The Rise and Fall of Generative AI Projects
Gartner’s recent prediction paints a sobering picture for the future of generative AI projects. Despite the current buzz surrounding this technology, the research firm forecasts that nearly one-third of these initiatives will be abandoned after the proof-of-concept stage by the end of 2025. This projection highlights the significant challenges organizations face when implementing generative AI solutions.
Key Challenges and Costs
- Poor data quality, inadequate risk controls, and unclear business value are major hurdles.

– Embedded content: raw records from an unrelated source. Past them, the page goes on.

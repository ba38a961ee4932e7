use ledger_core_api::{LedgerError, LedgerResult};
use rust_decimal::Decimal;
use std::collections::HashMap;
use uuid::Uuid;

use crate::models::account::account::AccountModel;
use crate::models::identifiable::Identifiable;
use crate::utils::hash_as_i64;

/// In-memory store of accounts with a stable-hash index on the account number.
///
/// Owns every account exclusively; lookups hand out shared references and all
/// mutations go through `&mut self`, so there is no shared mutable state.
#[derive(Debug, Default)]
pub struct AccountRegistry {
    accounts: HashMap<Uuid, AccountModel>,
    account_number_idx: HashMap<i64, Uuid>,
}

impl AccountRegistry {
    pub fn new() -> Self {
        Self::default()
    }

    /// Open a new account and index it by account number.
    ///
    /// Fails with `InvalidOperation` when the account number is already
    /// taken; validation failures from `AccountModel::open` propagate. No
    /// state changes on failure.
    pub fn open_account(
        &mut self,
        account_number: &str,
        initial_deposit: Decimal,
    ) -> LedgerResult<Uuid> {
        let account = AccountModel::open(account_number, initial_deposit)?;
        let number_hash = hash_as_i64(&account.account_number())?;
        if self.account_number_idx.contains_key(&number_hash) {
            return Err(LedgerError::InvalidOperation(format!(
                "account number {account_number} is already taken"
            )));
        }

        let id = account.get_id();
        self.account_number_idx.insert(number_hash, id);
        self.accounts.insert(id, account);
        tracing::info!(account_number, %initial_deposit, %id, "account opened");
        Ok(id)
    }

    /// Deposit into the account with the given id, returning the new balance.
    pub fn deposit(&mut self, id: Uuid, amount: Decimal) -> LedgerResult<Decimal> {
        let account = self.account_mut(id)?;
        account.deposit(amount)?;
        let balance = account.balance();
        tracing::debug!(%id, %amount, %balance, "deposit posted");
        Ok(balance)
    }

    /// Withdraw from the account with the given id, returning the new balance.
    pub fn withdraw(&mut self, id: Uuid, amount: Decimal) -> LedgerResult<Decimal> {
        let account = self.account_mut(id)?;
        account.withdraw(amount)?;
        let balance = account.balance();
        tracing::debug!(%id, %amount, %balance, "withdrawal posted");
        Ok(balance)
    }

    pub fn account(&self, id: Uuid) -> LedgerResult<&AccountModel> {
        self.accounts
            .get(&id)
            .ok_or_else(|| LedgerError::NotFound(format!("account {id}")))
    }

    /// Lookup by account number via the stable-hash index.
    pub fn find_by_account_number(
        &self,
        account_number: &str,
    ) -> LedgerResult<Option<&AccountModel>> {
        let number_hash = hash_as_i64(&account_number)?;
        Ok(self
            .account_number_idx
            .get(&number_hash)
            .and_then(|id| self.accounts.get(id)))
    }

    /// Sum of all account balances.
    pub fn total_balance(&self) -> Decimal {
        self.accounts
            .values()
            .map(|account| account.balance())
            .sum()
    }

    pub fn count(&self) -> usize {
        self.accounts.len()
    }

    fn account_mut(&mut self, id: Uuid) -> LedgerResult<&mut AccountModel> {
        self.accounts
            .get_mut(&id)
            .ok_or_else(|| LedgerError::NotFound(format!("account {id}")))
    }
}

#[cfg(test)]
mod tests {
    use super::*;

    fn create_test_registry() -> AccountRegistry {
        AccountRegistry::new()
    }

    #[test]
    fn test_open_account_and_lookup() {
        let mut registry = create_test_registry();

        let id = registry
            .open_account("ACC-0001", Decimal::new(100, 0))
            .unwrap();

        let account = registry.account(id).unwrap();
        assert_eq!(account.account_number(), "ACC-0001");
        assert_eq!(account.balance(), Decimal::new(100, 0));

        let by_number = registry.find_by_account_number("ACC-0001").unwrap();
        assert_eq!(by_number.unwrap().get_id(), id);
        assert!(registry
            .find_by_account_number("ACC-9999")
            .unwrap()
            .is_none());
    }

    #[test]
    fn test_duplicate_account_number_is_rejected() {
        let mut registry = create_test_registry();
        registry
            .open_account("ACC-0001", Decimal::new(100, 0))
            .unwrap();

        let result = registry.open_account("ACC-0001", Decimal::new(50, 0));

        assert!(matches!(result, Err(LedgerError::InvalidOperation(_))));
        assert_eq!(registry.count(), 1);
    }

    #[test]
    fn test_failed_open_leaves_registry_unchanged() {
        let mut registry = create_test_registry();

        assert!(registry.open_account("", Decimal::new(100, 0)).is_err());
        assert!(registry.open_account("ACC-0001", Decimal::ZERO).is_err());
        assert_eq!(registry.count(), 0);
    }

    #[test]
    fn test_deposit_and_withdraw_by_id() {
        let mut registry = create_test_registry();
        let id = registry
            .open_account("A1", Decimal::new(100, 0))
            .unwrap();

        assert_eq!(
            registry.deposit(id, Decimal::new(50, 0)).unwrap(),
            Decimal::new(150, 0)
        );
        assert_eq!(
            registry.withdraw(id, Decimal::new(30, 0)).unwrap(),
            Decimal::new(120, 0)
        );
        assert_eq!(registry.account(id).unwrap().transactions().len(), 3);
    }

    #[test]
    fn test_operations_on_unknown_account_fail() {
        let mut registry = create_test_registry();
        let unknown = Uuid::new_v4();

        assert!(matches!(
            registry.deposit(unknown, Decimal::new(10, 0)),
            Err(LedgerError::NotFound(_))
        ));
        assert!(matches!(
            registry.withdraw(unknown, Decimal::new(10, 0)),
            Err(LedgerError::NotFound(_))
        ));
        assert!(matches!(
            registry.account(unknown),
            Err(LedgerError::NotFound(_))
        ));
    }

    #[test]
    fn test_total_balance_aggregate() {
        let mut registry = create_test_registry();
        registry
            .open_account("ACC-0001", Decimal::new(100, 0))
            .unwrap();
        registry
            .open_account("ACC-0002", Decimal::new(250, 0))
            .unwrap();

        assert_eq!(registry.total_balance(), Decimal::new(350, 0));
        assert_eq!(registry.count(), 2);
    }
}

- Deployment costs can range from $5 million to $20 million.
- Embedding generative AI APIs in custom apps can cost up to $1 million upfront and $1200 per user annually.
- Customizing generative AI models for virtual assistants can cost up to $6.5 million upfront and $11,000 per user annually.
- Building custom AI models from scratch can cost up to $20 million upfront and $21,000 per user annually.
Balancing Costs and Benefits
Despite the high costs and potential for project abandonment, early adopters have reported significant benefits. A recent Gartner survey revealed average improvements of 15.8% in revenue, 15.2% in cost savings, and 22.6% in productivity. To maximize the chances of success, organizations must carefully analyze the business value and total costs of generative AI implementation. This analysis should consider both direct return on investment and future value impact.